[Start of Attachment]
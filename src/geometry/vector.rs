//! Vector helpers behind `GeometrySnapshot`.
//!
//! Everything here is pure arithmetic over `glam::Vec3` except `sample_vector`, which
//! draws from a caller-supplied RNG. No process-wide random state is touched.

use glam::Vec3;
use rand::Rng;

/// Cross product `a × b` via the determinant expansion.
///
/// Result is perpendicular to both inputs, has length `|a||b| sin θ`, and follows the
/// right-hand rule (x × y = z).
#[inline]
pub fn cross(a: Vec3, b: Vec3) -> Vec3 {
    Vec3::new(
        a.y * b.z - a.z * b.y,
        a.z * b.x - a.x * b.z,
        a.x * b.y - a.y * b.x,
    )
}

/// Sample a raw vector with every coordinate uniform in `[-range, range]`.
///
/// Draw order is x, y, z. `range` must be finite and non-negative; callers validate it
/// (see `validate_inputs`). With `range == 0` the result is the zero vector.
///
/// Coordinates are drawn from `[-1, 1]` and multiplied by `range`, so the width of the
/// interval never overflows even for `range == f32::MAX`.
pub fn sample_vector<R: Rng + ?Sized>(range: f32, rng: &mut R) -> Vec3 {
    let x = rng.gen_range(-1.0f32..=1.0);
    let y = rng.gen_range(-1.0f32..=1.0);
    let z = rng.gen_range(-1.0f32..=1.0);
    Vec3::new(x, y, z) * range
}

/// Normalize `raw` and multiply by `scale`.
///
/// Returns `None` if `raw` is the zero vector or has a non-finite component.
///
/// `raw` is first divided by its largest absolute component, so the squared length
/// can neither underflow for tiny inputs nor overflow for huge ones.
#[inline]
pub fn scaled_direction(raw: Vec3, scale: f32) -> Option<Vec3> {
    let m = raw.abs().max_element();
    if m == 0.0 || !m.is_finite() {
        return None;
    }
    (raw / m).try_normalize().map(|dir| dir * scale)
}

/// Angle between two vectors in radians, in `[0, π]`.
///
/// Zero-length inputs yield `0.0`.
#[inline]
pub fn angle_between(a: Vec3, b: Vec3) -> f32 {
    let denom = a.length() * b.length();
    if denom == 0.0 {
        return 0.0;
    }
    (a.dot(b) / denom).clamp(-1.0, 1.0).acos()
}
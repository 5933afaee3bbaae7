// Library interface for paddock
// This allows integration tests to access internal modules

pub mod analysis;
pub mod config;
pub mod driver;
pub mod engine;
pub mod errors;
pub mod provider;
pub mod session;

// Re-export commonly used types
pub use analysis::{
    LapTimeSeries, SessionAnalysis, StintRange, TeamPoints, TelemetryComparison,
};
pub use config::EngineConfig;
pub use driver::{DriverMetadataResolver, DriverProfile, ProfilePatch};
pub use engine::Paddock;
pub use errors::{PaddockError, ProviderError};
pub use provider::SessionProvider;
pub use session::{
    DriverResult, EventInfo, FetchOutcome, Lap, ParallelFetcher, ScheduleResolver, Session,
    SessionCache, SessionKey, SessionType,
};
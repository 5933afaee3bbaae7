//! Memoized session loader.
//!
//! Loaded sessions are kept in a bounded `moka` cache with least-recently-used
//! eviction. Populating goes through `try_get_with`, which coalesces concurrent
//! requests for the same key into a single provider call: the first caller runs
//! the load, later callers block until it finishes and share its result. Failed
//! loads are not cached, so the next request retries from scratch.

use std::sync::{
    Arc,
    atomic::{AtomicU64, Ordering},
};

use log::{debug, warn};
use moka::{policy::EvictionPolicy, sync::Cache};

use super::{Session, SessionKey};
use crate::{errors::ProviderError, provider::SessionProvider};

pub const DEFAULT_CACHE_CAPACITY: u64 = 32;

/// Counters describing how the cache has been used so far.
#[derive(Debug, Clone, Copy, Default, PartialEq, Eq)]
pub struct CacheStats {
    pub hits: u64,
    pub misses: u64,
    /// Number of times the provider was actually asked for a session
    pub provider_loads: u64,
}

pub struct SessionCache {
    provider: Arc<dyn SessionProvider>,
    entries: Cache<SessionKey, Arc<Session>>,
    hits: AtomicU64,
    misses: AtomicU64,
    provider_loads: AtomicU64,
}

impl SessionCache {
    pub fn new(provider: Arc<dyn SessionProvider>, capacity: u64) -> Self {
        let entries = Cache::builder()
            .max_capacity(capacity)
            .eviction_policy(EvictionPolicy::lru())
            .build();
        Self {
            provider,
            entries,
            hits: AtomicU64::new(0),
            misses: AtomicU64::new(0),
            provider_loads: AtomicU64::new(0),
        }
    }

    pub fn provider(&self) -> &Arc<dyn SessionProvider> {
        &self.provider
    }

    /// Returns the session for `key`, loading it on first use.
    pub fn get(&self, key: &SessionKey) -> Result<Arc<Session>, ProviderError> {
        if let Some(session) = self.entries.get(key) {
            self.hits.fetch_add(1, Ordering::Relaxed);
            return Ok(session);
        }
        self.misses.fetch_add(1, Ordering::Relaxed);
        debug!("Session cache miss for {}", key);
        self.entries
            .try_get_with(key.clone(), || self.populate(key))
            .map_err(Arc::unwrap_or_clone)
    }

    /// Forces a fresh provider call for `key`, replacing any memoized session.
    pub fn load(&self, key: &SessionKey) -> Result<Arc<Session>, ProviderError> {
        self.entries.invalidate(key);
        self.misses.fetch_add(1, Ordering::Relaxed);
        self.entries
            .try_get_with(key.clone(), || self.populate(key))
            .map_err(Arc::unwrap_or_clone)
    }

    fn populate(&self, key: &SessionKey) -> Result<Arc<Session>, ProviderError> {
        self.provider_loads.fetch_add(1, Ordering::Relaxed);
        match self.provider.load_session(key) {
            Ok(session) => {
                debug!(
                    "Loaded {}: {} laps, {} results",
                    key,
                    session.laps.len(),
                    session.results.len()
                );
                Ok(Arc::new(session))
            }
            Err(e) => {
                warn!("Could not load {}: {}", key, e);
                Err(e)
            }
        }
    }

    pub fn contains(&self, key: &SessionKey) -> bool {
        self.entries.contains_key(key)
    }

    /// Number of cached sessions, after applying any pending evictions.
    pub fn len(&self) -> u64 {
        self.entries.run_pending_tasks();
        self.entries.entry_count()
    }

    pub fn is_empty(&self) -> bool {
        self.len() == 0
    }

    pub fn stats(&self) -> CacheStats {
        CacheStats {
            hits: self.hits.load(Ordering::Relaxed),
            misses: self.misses.load(Ordering::Relaxed),
            provider_loads: self.provider_loads.load(Ordering::Relaxed),
        }
    }
}
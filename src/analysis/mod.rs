// Derived analytics over loaded sessions.
//
// The builders in the submodules are pure functions of the sessions they are
// handed. `SessionAnalysis` wires them to the fetch layer and exposes one method
// per chart, taking plain identifiers and returning provider-agnostic records.

pub mod lap_times;
pub mod stints;
pub mod team_points;
pub mod telemetry;

use std::sync::Arc;

use itertools::Itertools;
use log::{info, warn};

pub use lap_times::{LapTimePoint, LapTimeSeries, build_series};
pub use stints::{StintRange, build_stints};
pub use team_points::{TeamPoints, TeamTotal, aggregate};
pub use telemetry::{
    ChannelComparison, DriverTrace, TelemetryComparison, TelemetrySample, add_distance, compare,
};

use crate::session::{
    EventInfo, Lap, ParallelFetcher, ScheduleResolver, SessionKey, SessionType,
};

pub struct SessionAnalysis {
    fetcher: Arc<ParallelFetcher>,
    schedule: Arc<ScheduleResolver>,
}

impl SessionAnalysis {
    pub fn new(fetcher: Arc<ParallelFetcher>, schedule: Arc<ScheduleResolver>) -> Self {
        Self { fetcher, schedule }
    }

    /// Events of a season, or none when the schedule cannot be loaded.
    pub fn season_events(&self, year: i32) -> Vec<EventInfo> {
        self.schedule.events_for(year).unwrap_or_default()
    }

    /// Abbreviations of the drivers classified in an event's race, sorted.
    pub fn event_drivers(&self, year: i32, event: &str) -> Vec<String> {
        match self.fetcher.cache().get(&SessionKey::race(year, event)) {
            Ok(session) => session
                .results
                .iter()
                .map(|r| r.abbreviation.clone())
                .filter(|a| !a.is_empty())
                .sorted()
                .dedup()
                .collect(),
            Err(e) => {
                warn!("No drivers for {} {}: {}", year, event, e);
                Vec::new()
            }
        }
    }

    /// Lap times of one driver over several races of a season, one series per race.
    pub fn driver_lap_times(&self, year: i32, driver: &str, races: &[String]) -> LapTimeSeries {
        let keys: Vec<SessionKey> = races
            .iter()
            .map(|race| SessionKey::race(year, race.as_str()))
            .collect();
        let outcomes = self.fetcher.fetch_many(&keys);

        let driver_laps: Vec<(&str, Vec<Lap>)> = outcomes
            .iter()
            .filter_map(|outcome| {
                let session = outcome.session()?;
                let laps = session.laps_for(driver).cloned().collect();
                Some((outcome.key.event.as_str(), laps))
            })
            .collect();

        build_series(
            driver_laps
                .iter()
                .map(|(race, laps)| (*race, laps.as_slice())),
        )
    }

    /// Lap times of every driver at one circuit, one series per season.
    /// Seasons whose race cannot be loaded are skipped.
    pub fn circuit_lap_times(&self, circuit: &str, years: &[i32]) -> LapTimeSeries {
        let keys: Vec<SessionKey> = years
            .iter()
            .map(|year| SessionKey::race(*year, circuit))
            .collect();
        let outcomes = self.fetcher.fetch_many(&keys);

        let labels: Vec<String> = outcomes.iter().map(|o| o.key.year.to_string()).collect();

        build_series(outcomes.iter().zip(&labels).filter_map(|(outcome, year)| {
            outcome
                .session()
                .map(|session| (year.as_str(), session.laps.as_slice()))
        }))
    }

    /// Tyre stints of every driver in a race.
    pub fn tyre_stints(&self, year: i32, event: &str) -> Vec<StintRange> {
        match self.fetcher.cache().get(&SessionKey::race(year, event)) {
            Ok(session) => build_stints(&session.laps),
            Err(e) => {
                warn!("No stint data for {} {}: {}", year, event, e);
                Vec::new()
            }
        }
    }

    /// Points scored by each team over every race of a season.
    pub fn team_points(&self, year: i32) -> TeamPoints {
        let events = match self.schedule.events_for(year) {
            Ok(events) => events,
            Err(e) => {
                warn!("{}", e);
                return TeamPoints::default();
            }
        };
        let keys: Vec<SessionKey> = events
            .iter()
            .map(|event| SessionKey::race(year, event.name.as_str()))
            .collect();

        let sessions: Vec<_> = self
            .fetcher
            .fetch_many(&keys)
            .into_iter()
            .map(|outcome| outcome.into_pair().1)
            .collect();
        info!(
            "Aggregating team points over {} of {} races of {}",
            sessions.iter().flatten().count(),
            sessions.len(),
            year
        );
        aggregate(&sessions)
    }

    /// Speed, throttle and brake over the fastest laps of two drivers.
    pub fn compare_fastest_laps(
        &self,
        year: i32,
        event: &str,
        session_type: SessionType,
        driver_a: &str,
        driver_b: &str,
    ) -> TelemetryComparison {
        match self
            .fetcher
            .cache()
            .get(&SessionKey::new(year, event, session_type))
        {
            Ok(session) => compare(&session, driver_a, driver_b),
            Err(e) => {
                warn!("No telemetry for {} {} {}: {}", year, event, session_type, e);
                TelemetryComparison::empty(driver_a, driver_b)
            }
        }
    }
}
[End of Attachment]
**EXERCISE OBJECTIVE**
State the count of lines in the data holding the word "from", adding nothing to it.

**OUTPUT FOR THIS TASK**
3